This interim report has been prepared in accordance with International Financial Reporting Standards (IFRS). The accounting policies used in the interim report are consistent with those used in the Annual Report 2007. The interim report has not been audited.

 

Amounts in DKK million, except average number of shares outstanding, earnings per share and full-time employees.

 

 

Sales increased by 13% measured in local currencies and by 7% in Danish kroner. While growth was realised within both diabetes care and biopharmaceuticals, the primary growth contribution originated from the modern insulins.

 

 

In the first six months of 2008, sales growth was realised in all regions. The main contributors to growth were North America and International Operations providing 46% and 31% respectively of the total sales growth measured in local currencies. Europe contributed 21% and Japan & Oceania 2% of the sales growth. Sales in International Operations in the first six months of 2008 were positively impacted by the timing of tender sales compared to the first six months of 2007.

 

Sales of diabetes care products increased by 14% measured in local currencies and by 7% in Danish kroner to DKK 15,850 million compared to the first six months of 2007.

 

Sales of modern insulins, human insulins and insulin-related products in the first six months of 2008 increased by 14% measured in local currencies and by 7% in Danish kroner to DKK 14,732 million compared to the same period last year. All regions contributed to growth measured in local currencies, with North America and International Operations having the highest growth rates. Novo Nordisk continues to be the global leader with 52% of the total insulin market and now 44% of the modern insulin market, both measured by volume.

 

Sales of modern insulins increased by 30% in local currencies and by 21% in Danish kroner to DKK 7,924 million with Levemir® contributing the highest share of growth and increasing by 72% in local currencies compared to the first six months of 2007. All regions realised solid growth rates for the modern insulins with North America and Europe as the primary contributors to growth. Sales of modern insulins now constitute 57% of Novo Nordisk's sales of insulin.

 

In June, NovoMix® reached more than USD 1 billion in sales during the past 12 months making NovoMix® the second Novo Nordisk modern insulin to reach blockbuster sales level.  

 

Sales in North America increased by 21% in local currencies in the first six months of 2008 and by 7% in Danish kroner, reflecting a solid penetration of the modern insulins Levemir®, NovoLog® and NovoLog® Mix 70/30. Novo Nordisk maintains its leadership position in the US insulin market with 42% of the total insulin market and 31% of the modern insulin market, both measured by volume.

 

Sales in Europe increased by 8% in local currencies and by 6% measured in Danish kroner, reflecting continued progress for the portfolio of modern insulins. Novo Nordisk holds 56% of the total insulin market and 51% of the modern insulin market, both measured by volume, and continues to capture the main share of growth in the modern insulin market.   

 

Sales within International Operations increased by 20% in local currencies and by 12% in Danish kroner. In the first six months of 2008, sales of modern insulins continued to be a significant contributor to growth in the region, led by China, Turkey and Algeria. Furthermore, sales of human insulins continue to add to overall growth in the region, driven by China.

 

Sales in Japan & Oceania increased by 4% in local currencies and by 3% measured in Danish kroner.
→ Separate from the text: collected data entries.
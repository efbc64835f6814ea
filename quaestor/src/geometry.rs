//! Screen geometry used by containment checks and click targets.

use serde::{Deserialize, Serialize};

/// An integer point in screen coordinates, suitable for simulated clicks.
///
/// Platform APIs report clickable points with floating coordinates; callers
/// truncate them into this type before handing them to the input simulator.
#[derive(Debug, Clone, Copy, PartialEq, Eq, Serialize, Deserialize)]
pub struct Point {
    pub x: i32,
    pub y: i32,
}

impl Point {
    pub fn new(x: i32, y: i32) -> Self {
        Self { x, y }
    }
}

/// A bounding rectangle in screen coordinates (x, y, width, height).
#[derive(Debug, Clone, Copy, PartialEq, Serialize, Deserialize)]
pub struct Rect {
    pub x: f64,
    pub y: f64,
    pub width: f64,
    pub height: f64,
}

impl Rect {
    pub fn new(x: f64, y: f64, width: f64, height: f64) -> Self {
        Self {
            x,
            y,
            width,
            height,
        }
    }

    pub fn right(&self) -> f64 {
        self.x + self.width
    }

    pub fn bottom(&self) -> f64 {
        self.y + self.height
    }

    /// Whether `other` lies entirely inside this rectangle.
    ///
    /// Used as the "is the cell actually on screen" test for virtualized
    /// containers: a materialized but half-scrolled-out cell does not count.
    pub fn contains(&self, other: &Rect) -> bool {
        other.x >= self.x
            && other.y >= self.y
            && other.right() <= self.right()
            && other.bottom() <= self.bottom()
    }
}
//! Text-input façade: state introspection, text retrieval, simulated typing.

use tracing::{debug, instrument};

use super::{CellControl, ElementBase};
use crate::condition::ControlType;
use crate::errors::AutomationError;
use crate::geometry::Point;
use crate::input::MouseButton;
use crate::node::UiNode;
use crate::Session;

const KIND: &str = "TextBox";

/// A single- or multi-line text input.
///
/// Writing goes through a simulated click plus keystrokes rather than the
/// value pattern's setter, so the test exercises the same path a user does.
#[derive(Debug, Clone)]
pub struct TextBox {
    base: ElementBase,
}

impl TextBox {
    /// Locate a text box by automation id under `parent` and bind to it.
    pub fn new(
        session: &Session,
        parent: &UiNode,
        automation_id: &str,
    ) -> Result<Self, AutomationError> {
        let base = ElementBase::resolve(session.clone(), parent, automation_id, KIND)?;
        Ok(Self { base })
    }

    /// Bind to a node that has already been located.
    pub fn from_node(session: &Session, node: UiNode) -> Self {
        Self {
            base: ElementBase::bind(session.clone(), node),
        }
    }

    /// The node this text box is bound to.
    pub fn node(&self) -> &UiNode {
        &self.base.node
    }

    pub fn is_enabled(&self) -> Result<bool, AutomationError> {
        self.base.node.is_enabled()
    }

    /// Whether the control rejects value changes.
    pub fn is_read_only(&self) -> Result<bool, AutomationError> {
        self.base.node.value_pattern()?.is_read_only()
    }

    /// A point inside the control's hit-test region, truncated to integers.
    pub fn clickable_point(&self) -> Result<Point, AutomationError> {
        let (x, y) = self.base.node.clickable_point()?;
        Ok(Point::new(x as i32, y as i32))
    }

    /// The control's current text.
    ///
    /// Prefers the text pattern's whole-document range, which has no length
    /// limit; controls without it fall back to the generic value property.
    pub fn text(&self) -> Result<String, AutomationError> {
        match self.base.node.text_pattern() {
            Ok(text) => text.document_text(),
            Err(AutomationError::PatternNotSupported(_)) => {
                self.base.node.value_pattern()?.value()
            }
            Err(e) => Err(e),
        }
    }

    /// Replace the control's contents with `text` via simulated input.
    ///
    /// Clicks the control to focus it, sends the select-all chord, then
    /// types the literal text over the selection. Disabled and read-only
    /// controls fail before any input is injected.
    #[instrument(level = "debug", skip(self, text))]
    pub fn set_text(&self, text: &str) -> Result<(), AutomationError> {
        if !self.is_enabled()? {
            return Err(AutomationError::ElementNotEnabled(format!(
                "{} is disabled and cannot accept text",
                self.base.describe(KIND)
            )));
        }
        if self.is_read_only()? {
            return Err(AutomationError::ElementReadOnly(format!(
                "{} is read-only",
                self.base.describe(KIND)
            )));
        }

        let point = self.clickable_point()?;
        let input = self.base.session.input();
        input.click(MouseButton::Left, point)?;
        input.select_all()?;
        input.type_text(text)?;

        debug!(target = %self.base.describe(KIND), "replaced text via simulated input");
        Ok(())
    }
}

impl CellControl for TextBox {
    const CONTROL_TYPE: ControlType = ControlType::Edit;

    fn bind(session: Session, node: UiNode) -> Self {
        Self::from_node(&session, node)
    }
}
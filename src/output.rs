use crate::error::Result;
use serde::Serialize;
use std::path::Path;
use tabled::{settings::Style, Table, Tabled};

pub fn write_csv<T: Serialize>(path: &Path, rows: &[T]) -> Result<()> {
    let mut wtr = csv::Writer::from_path(path)?;
    for r in rows {
        wtr.serialize(r)?;
    }
    wtr.flush()?;
    Ok(())
}

pub fn write_json<T: Serialize>(path: &Path, value: &T) -> Result<()> {
    let s = serde_json::to_string_pretty(value)?;
    std::fs::write(path, s)?;
    Ok(())
}

pub fn write_text(path: &Path, contents: &str) -> Result<()> {
    std::fs::write(path, contents)?;
    Ok(())
}

/// Markdown rendering of the first `max_rows` rows, or `(no rows)`.
pub fn render_table<T>(rows: &[T], max_rows: usize) -> String
where
    T: Tabled + Clone,
{
    let slice: Vec<T> = rows.iter().take(max_rows).cloned().collect();
    if slice.is_empty() {
        return "(no rows)".to_string();
    }
    Table::new(slice).with(Style::markdown()).to_string()
}

pub fn preview_table<T>(title: &str, note: Option<&str>, rows: &[T], max_rows: usize)
where
    T: Tabled + Clone,
{
    println!("{}", title);
    if let Some(n) = note {
        println!("({})", n);
    }
    println!();
    println!("{}\n", render_table(rows, max_rows));
}
use crate::classifier::{classes_of, ensure_trainable, TextModel};
use crate::error::Result;
use crate::tfidf::SparseVec;
use crate::types::Category;

/// Multinomial naive Bayes with additive (Laplace) smoothing.
#[derive(Debug, Clone)]
pub struct MultinomialNb {
    alpha: f64,
    classes: Vec<Category>,
    class_log_prior: [f64; 4],
    /// `feature_log_prob[class index][feature]`; empty for absent classes.
    feature_log_prob: Vec<Vec<f64>>,
}

impl MultinomialNb {
    pub fn fit(x: &[SparseVec], y: &[Category], n_features: usize, alpha: f64) -> Result<Self> {
        ensure_trainable(x.len(), y.len())?;

        let mut class_count = [0usize; 4];
        let mut feature_count = vec![vec![0.0f64; n_features]; 4];
        for (row, label) in x.iter().zip(y) {
            let c = label.index();
            class_count[c] += 1;
            for &(j, v) in row {
                feature_count[c][j] += v;
            }
        }

        let n = x.len() as f64;
        let mut class_log_prior = [f64::NEG_INFINITY; 4];
        let mut feature_log_prob: Vec<Vec<f64>> = vec![Vec::new(); 4];
        for c in 0..4 {
            if class_count[c] == 0 {
                continue;
            }
            class_log_prior[c] = (class_count[c] as f64 / n).ln();
            let total: f64 = feature_count[c].iter().sum::<f64>() + alpha * n_features as f64;
            feature_log_prob[c] = feature_count[c]
                .iter()
                .map(|fc| ((fc + alpha) / total).ln())
                .collect();
        }

        Ok(Self {
            alpha,
            classes: classes_of(y),
            class_log_prior,
            feature_log_prob,
        })
    }

    pub fn alpha(&self) -> f64 {
        self.alpha
    }

    pub fn classes(&self) -> &[Category] {
        &self.classes
    }

    fn joint_log_likelihood(&self, x: &SparseVec) -> [f64; 4] {
        let mut jll = [f64::NEG_INFINITY; 4];
        for c in &self.classes {
            let i = c.index();
            let probs = &self.feature_log_prob[i];
            jll[i] = self.class_log_prior[i]
                + x.iter().map(|&(j, v)| v * probs[j]).sum::<f64>();
        }
        jll
    }
}

impl TextModel for MultinomialNb {
    fn predict_proba(&self, x: &SparseVec) -> [f64; 4] {
        let jll = self.joint_log_likelihood(x);
        let max = jll.iter().copied().fold(f64::NEG_INFINITY, f64::max);
        let mut out = [0.0; 4];
        if !max.is_finite() {
            return out;
        }
        let mut total = 0.0;
        for i in 0..4 {
            if jll[i].is_finite() {
                out[i] = (jll[i] - max).exp();
                total += out[i];
            }
        }
        for p in &mut out {
            *p /= total;
        }
        out
    }
}

#[cfg(test)]
mod tests {
    use super::*;
    use crate::classifier::argmax;
    use crate::error::TriageError;

    fn toy() -> (Vec<SparseVec>, Vec<Category>) {
        let x = vec![
            vec![(0, 1.0)],
            vec![(0, 0.8), (2, 0.2)],
            vec![(1, 1.0)],
            vec![(1, 0.9), (2, 0.1)],
        ];
        let y = vec![
            Category::Health,
            Category::Health,
            Category::Security,
            Category::Security,
        ];
        (x, y)
    }

    #[test]
    fn learns_separable_features() {
        let (x, y) = toy();
        let nb = MultinomialNb::fit(&x, &y, 3, 1.0).unwrap();
        assert_eq!(nb.classes(), &[Category::Health, Category::Security]);
        assert_eq!(argmax(&nb.predict_proba(&vec![(0, 1.0)])).0, Category::Health);
        assert_eq!(argmax(&nb.predict_proba(&vec![(1, 1.0)])).0, Category::Security);
    }

    #[test]
    fn probabilities_sum_to_one_and_skip_unseen_classes() {
        let (x, y) = toy();
        let nb = MultinomialNb::fit(&x, &y, 3, 1.0).unwrap();
        let p = nb.predict_proba(&vec![(2, 1.0)]);
        assert!((p.iter().sum::<f64>() - 1.0).abs() < 1e-9);
        assert_eq!(p[Category::Education.index()], 0.0);
        assert_eq!(p[Category::Environment.index()], 0.0);
    }

    #[test]
    fn empty_row_falls_back_to_prior() {
        let x = vec![vec![(0, 1.0)], vec![(0, 1.0)], vec![(1, 1.0)]];
        let y = vec![Category::Education, Category::Education, Category::Health];
        let nb = MultinomialNb::fit(&x, &y, 2, 1.0).unwrap();
        assert_eq!(argmax(&nb.predict_proba(&Vec::new())).0, Category::Education);
    }

    #[test]
    fn refuses_empty_training_set() {
        let err = MultinomialNb::fit(&[], &[], 3, 1.0).unwrap_err();
        assert!(matches!(err, TriageError::DataInsufficient(_)));
    }
}
use crate::error::TriageError;
use chrono::NaiveDate;
use serde::{Deserialize, Serialize};
use std::fmt;
use std::str::FromStr;
use tabled::Tabled;

/// Problem category of a complaint. The declaration order is the order used
/// for every deterministic tie-break in the classifiers.
#[derive(Debug, Clone, Copy, PartialEq, Eq, Hash, PartialOrd, Ord, Serialize, Deserialize)]
pub enum Category {
    #[serde(rename = "Salud")]
    Health,
    #[serde(rename = "Educación")]
    Education,
    #[serde(rename = "Seguridad")]
    Security,
    #[serde(rename = "Medio Ambiente")]
    Environment,
}

impl Category {
    pub const ALL: [Category; 4] = [
        Category::Health,
        Category::Education,
        Category::Security,
        Category::Environment,
    ];

    /// Label as it appears in the input CSV.
    pub fn label(self) -> &'static str {
        match self {
            Category::Health => "Salud",
            Category::Education => "Educación",
            Category::Security => "Seguridad",
            Category::Environment => "Medio Ambiente",
        }
    }

    pub fn index(self) -> usize {
        match self {
            Category::Health => 0,
            Category::Education => 1,
            Category::Security => 2,
            Category::Environment => 3,
        }
    }

    pub fn from_index(i: usize) -> Option<Category> {
        Category::ALL.get(i).copied()
    }
}

impl fmt::Display for Category {
    fn fmt(&self, f: &mut fmt::Formatter<'_>) -> fmt::Result {
        f.write_str(self.label())
    }
}

impl FromStr for Category {
    type Err = TriageError;

    fn from_str(s: &str) -> Result<Self, Self::Err> {
        let s = s.trim();
        Category::ALL
            .iter()
            .copied()
            .find(|c| c.label().eq_ignore_ascii_case(s) || format!("{:?}", c).eq_ignore_ascii_case(s))
            .ok_or_else(|| TriageError::UnknownCategory(s.to_string()))
    }
}

#[derive(Debug, Clone, Copy, PartialEq, Eq, Hash, Serialize, Deserialize)]
pub enum Urgency {
    #[serde(rename = "Urgente")]
    Urgent,
    #[serde(rename = "No urgente")]
    NotUrgent,
}

impl Urgency {
    pub fn label(self) -> &'static str {
        match self {
            Urgency::Urgent => "Urgente",
            Urgency::NotUrgent => "No urgente",
        }
    }
}

impl fmt::Display for Urgency {
    fn fmt(&self, f: &mut fmt::Formatter<'_>) -> fmt::Result {
        f.write_str(self.label())
    }
}

impl FromStr for Urgency {
    type Err = TriageError;

    fn from_str(s: &str) -> Result<Self, Self::Err> {
        match s.trim().to_lowercase().as_str() {
            "urgente" | "urgent" => Ok(Urgency::Urgent),
            "no urgente" | "not urgent" => Ok(Urgency::NotUrgent),
            _ => Err(TriageError::UnknownUrgency(s.trim().to_string())),
        }
    }
}

/// One CSV row exactly as read. Every column is optional so that a single
/// malformed cell does not reject the row before cleaning.
#[derive(Debug, Deserialize)]
pub struct RawRow {
    #[serde(rename = "Comentario")]
    pub comment: Option<String>,
    #[serde(rename = "Categoría del problema")]
    pub category: Option<String>,
    #[serde(rename = "Nivel de urgencia")]
    pub urgency: Option<String>,
    #[serde(rename = "Ciudad")]
    pub city: Option<String>,
    #[serde(rename = "Edad")]
    pub age: Option<String>,
    #[serde(rename = "Fecha del reporte")]
    pub report_date: Option<String>,
    #[serde(rename = "Acceso a internet")]
    pub internet_access: Option<String>,
    #[serde(rename = "Atención previa del gobierno")]
    pub prior_attention: Option<String>,
    #[serde(rename = "Zona rural")]
    pub rural_zone: Option<String>,
    #[serde(rename = "Género")]
    pub gender: Option<String>,
}

/// A typed complaint that may still have gaps (missing age, comment, ...).
#[derive(Debug, Clone, PartialEq)]
pub struct ParsedReport {
    pub comment: Option<String>,
    pub category: Category,
    pub urgency: Urgency,
    pub city: String,
    pub age: Option<f64>,
    pub report_date: Option<NaiveDate>,
    pub internet_access: bool,
    pub prior_attention: bool,
    pub rural_zone: bool,
    pub gender: Option<String>,
}

/// A cleaned complaint: comment, age and gender are always present.
#[derive(Debug, Clone, PartialEq)]
pub struct Report {
    pub comment: String,
    pub category: Category,
    pub urgency: Urgency,
    pub city: String,
    pub age: f64,
    pub report_date: Option<NaiveDate>,
    pub internet_access: bool,
    pub prior_attention: bool,
    pub rural_zone: bool,
    pub gender: String,
}

impl From<&Report> for ParsedReport {
    fn from(r: &Report) -> Self {
        ParsedReport {
            comment: Some(r.comment.clone()),
            category: r.category,
            urgency: r.urgency,
            city: r.city.clone(),
            age: Some(r.age),
            report_date: r.report_date,
            internet_access: r.internet_access,
            prior_attention: r.prior_attention,
            rural_zone: r.rural_zone,
            gender: Some(r.gender.clone()),
        }
    }
}

/// Row of the exported cleaned dataset. The input columns keep their
/// names so the file can be loaded again; derived columns are appended.
#[derive(Debug, Serialize)]
pub struct CleanRow {
    #[serde(rename = "Comentario")]
    pub comment: String,
    #[serde(rename = "Categoría del problema")]
    pub category: Category,
    #[serde(rename = "Nivel de urgencia")]
    pub urgency: Urgency,
    #[serde(rename = "Ciudad")]
    pub city: String,
    #[serde(rename = "Edad")]
    pub age: f64,
    #[serde(rename = "Fecha del reporte")]
    pub report_date: String,
    #[serde(rename = "Acceso a internet")]
    pub internet_access: u8,
    #[serde(rename = "Atención previa del gobierno")]
    pub prior_attention: u8,
    #[serde(rename = "Zona rural")]
    pub rural_zone: u8,
    #[serde(rename = "Género")]
    pub gender: String,
    #[serde(rename = "Año")]
    pub year: Option<i32>,
    #[serde(rename = "Mes")]
    pub month: Option<u32>,
    #[serde(rename = "Tiene_Internet")]
    pub has_internet: &'static str,
    #[serde(rename = "Atencion_Gobierno")]
    pub government_attention: &'static str,
    #[serde(rename = "Es_Zona_Rural")]
    pub is_rural: &'static str,
}

#[derive(Debug, Serialize, Tabled, Clone)]
pub struct DistributionRow {
    #[serde(rename = "Value")]
    #[tabled(rename = "Value")]
    pub value: String,
    #[serde(rename = "Count")]
    #[tabled(rename = "Count")]
    pub count: String,
    #[serde(rename = "Share")]
    #[tabled(rename = "Share %")]
    pub share: String,
}

#[derive(Debug, Serialize, Tabled, Clone)]
pub struct ZoneAccessRow {
    #[tabled(rename = "Zona rural")]
    pub zone: String,
    #[tabled(rename = "No %")]
    pub no_pct: String,
    #[tabled(rename = "Si %")]
    pub yes_pct: String,
    #[tabled(rename = "Reports")]
    pub total: String,
}

#[derive(Debug, Serialize, Tabled, Clone)]
pub struct AgeByCategoryRow {
    #[tabled(rename = "Category")]
    pub category: String,
    #[tabled(rename = "MeanAge")]
    pub mean_age: String,
}

#[derive(Debug, Serialize, Tabled, Clone)]
pub struct ModelComparisonRow {
    #[tabled(rename = "Model")]
    pub model: String,
    #[tabled(rename = "Accuracy %")]
    pub accuracy: String,
    #[tabled(rename = "MacroF1")]
    pub macro_f1: String,
    #[tabled(rename = "TestSize")]
    pub test_size: usize,
}

#[derive(Debug, Serialize, Tabled, Clone)]
pub struct ClassMetricRow {
    #[tabled(rename = "Class")]
    pub class: String,
    #[tabled(rename = "Precision")]
    pub precision: String,
    #[tabled(rename = "Recall")]
    pub recall: String,
    #[tabled(rename = "F1")]
    pub f1: String,
    #[tabled(rename = "Support")]
    pub support: usize,
}

#[derive(Debug, Serialize, Clone)]
pub struct SampleRow {
    #[serde(rename = "Comentario")]
    pub comment: String,
    #[serde(rename = "Categoría del problema")]
    pub category: Category,
    #[serde(rename = "Categoria_Lexica")]
    pub lexical_category: Category,
    #[serde(rename = "Resumen")]
    pub summary: String,
}

#[derive(Debug, Serialize, Tabled, Clone)]
pub struct SolutionSummaryRow {
    #[serde(rename = "Category")]
    #[tabled(rename = "Category")]
    pub category: String,
    #[serde(rename = "Problems")]
    #[tabled(rename = "Problems")]
    pub problems: usize,
    #[serde(rename = "CriticalOrHigh")]
    #[tabled(rename = "CriticalOrHigh")]
    pub critical: usize,
    #[serde(rename = "BudgetCOP")]
    #[tabled(rename = "Budget (COP)")]
    pub budget: String,
}

#[derive(Debug, Serialize)]
pub struct SummaryStats {
    pub total_reports: usize,
    pub total_categories: usize,
    pub total_cities: usize,
    pub urgent_reports: usize,
    pub missing_comments: usize,
    pub median_age: f64,
}

#[cfg(test)]
mod tests {
    use super::*;

    #[test]
    fn category_labels_parse_back() {
        for c in Category::ALL {
            assert_eq!(c.label().parse::<Category>().unwrap(), c);
            assert_eq!(Category::from_index(c.index()), Some(c));
        }
        assert_eq!(" Medio Ambiente ".parse::<Category>().unwrap(), Category::Environment);
        assert_eq!("health".parse::<Category>().unwrap(), Category::Health);
    }

    #[test]
    fn unknown_category_is_an_error() {
        let err = "Transporte".parse::<Category>().unwrap_err();
        assert!(matches!(err, TriageError::UnknownCategory(ref s) if s == "Transporte"));
    }

    #[test]
    fn urgency_labels() {
        assert_eq!("Urgente".parse::<Urgency>().unwrap(), Urgency::Urgent);
        assert_eq!("no urgente".parse::<Urgency>().unwrap(), Urgency::NotUrgent);
        assert!(matches!("Mañana".parse::<Urgency>(), Err(TriageError::UnknownUrgency(_))));
    }
}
The sales development reflects sales growth for the modern insulins NovoRapid® and NovoRapid Mix® 30 as well as for Levemir® which was launched in Japan in December 2007. Levemir® has already reached solid penetration with a current volume market share of above 15% of the long-acting insulin market in Japan. Novo Nordisk holds 73% of the total insulin market in Japan and 64% of the modern insulin market, both measured by volume.

 

In the first six months of 2008, sales of oral antidiabetic products increased by 14% in local currencies and by 6% in Danish kroner to DKK 1,118 million compared to the first six months of 2007. This primarily reflects increased sales in Europe followed by North America and International Operations.      

 

In the first six months of 2008, sales of biopharmaceutical products increased by 13% measured in local currencies and by 5% measured in Danish kroner to DKK 5,874 million compared to the first six months of 2007.

 

Sales of NovoSeven® increased by 14% in local currencies and by 6% in Danish kroner to DKK 3,088 million compared to the first six months of 2007. Sales growth for NovoSeven® was primarily realised in International Operations and in North America. The sales growth for NovoSeven® primarily reflected increased sales within the congenital bleeding disorder segments, where Novo Nordisk is the global leader. Treatment of spontaneous bleeds for congenital inhibitor patients remains the largest area of use. Sales of NovoSeven® in International Operations in the first six months of 2008 were positively impacted by the timing of tender sales compared to the first six months of 2007.

 

Sales of Norditropin® (ie growth hormone in a liquid, ready-to-use formulation) increased by 15% measured in local currencies and by 9% measured in Danish kroner to DKK 1,864 million. Growth was realised in all regions with North America as the primary contributor. Novo Nordisk continues to gain market share in the growth hormone market and has the second-largest global market share of now 24% measured by volume.

 

Other products

Sales of other products within biopharmaceuticals, which predominantly consist of hormone replacement therapy (HRT)-related products, increased by 3% in local currencies and decreased by 4% in Danish kroner to DKK 922 million. This development reflects sales growth for Vagifem®, a locally administered HRT product, but also generic competition to Activella®, a continuous combined HRT product, in the US.

 

Costs, licence fees and other operating income

The cost of goods sold was DKK 4,967 million in the first six months of 2008, representing a gross margin of 77.1% compared to 77.0% in the same period last year. Excluding the impact from currency developments, primarily reflecting the lower value of the US dollar and the British pound versus the Danish krone compared to the first six months of 2007, the gross margin in the first six months of 2008 was 78.3%. This improvement reflects improved production efficiency and higher average prices in the US.

 

In the first six months of 2008, total non-production-related costs increased by 4% to DKK 11,244 million compared to the same period last year. Sales and distribution costs were largely unchanged, reflecting the combined effect of a provision related to an antidumping case in Brazil recorded in the first quarter of 2007, and increased US costs in the first half of 2008 related to the expanded sales force. Research and development costs increased by 13% reflecting an increased level of activity in late-stage clinical development as well as the non-recurring costs related to the discontinuation of AERx® and other pulmonary diabetes projects.

 

Licence fees and other operating income of DKK 162 million in the first six months of 2008 represent a decrease of 18% compared to the same period last year, which was positively impacted by a non-recurring income from the out-licensing of an oral antidiabetic compound.

 

Net financials

Net financials showed a net income of DKK 444 million in the first six months of 2008 compared to a net income of DKK 1,634 million in the same period last year, where a non-recurring and tax-exempt income of DKK 1.4 billion from the divestment of the ownership of Dako's business activities was recorded.

 

Included in net financials is the result from associated companies with an expense of DKK 70 million, primarily related to Novo Nordisk's share of losses in ZymoGenetics, Inc., partly countered by an additional income of around DKK 50 million related to the divestment of the business activities in Dako in the second quarter of 2007.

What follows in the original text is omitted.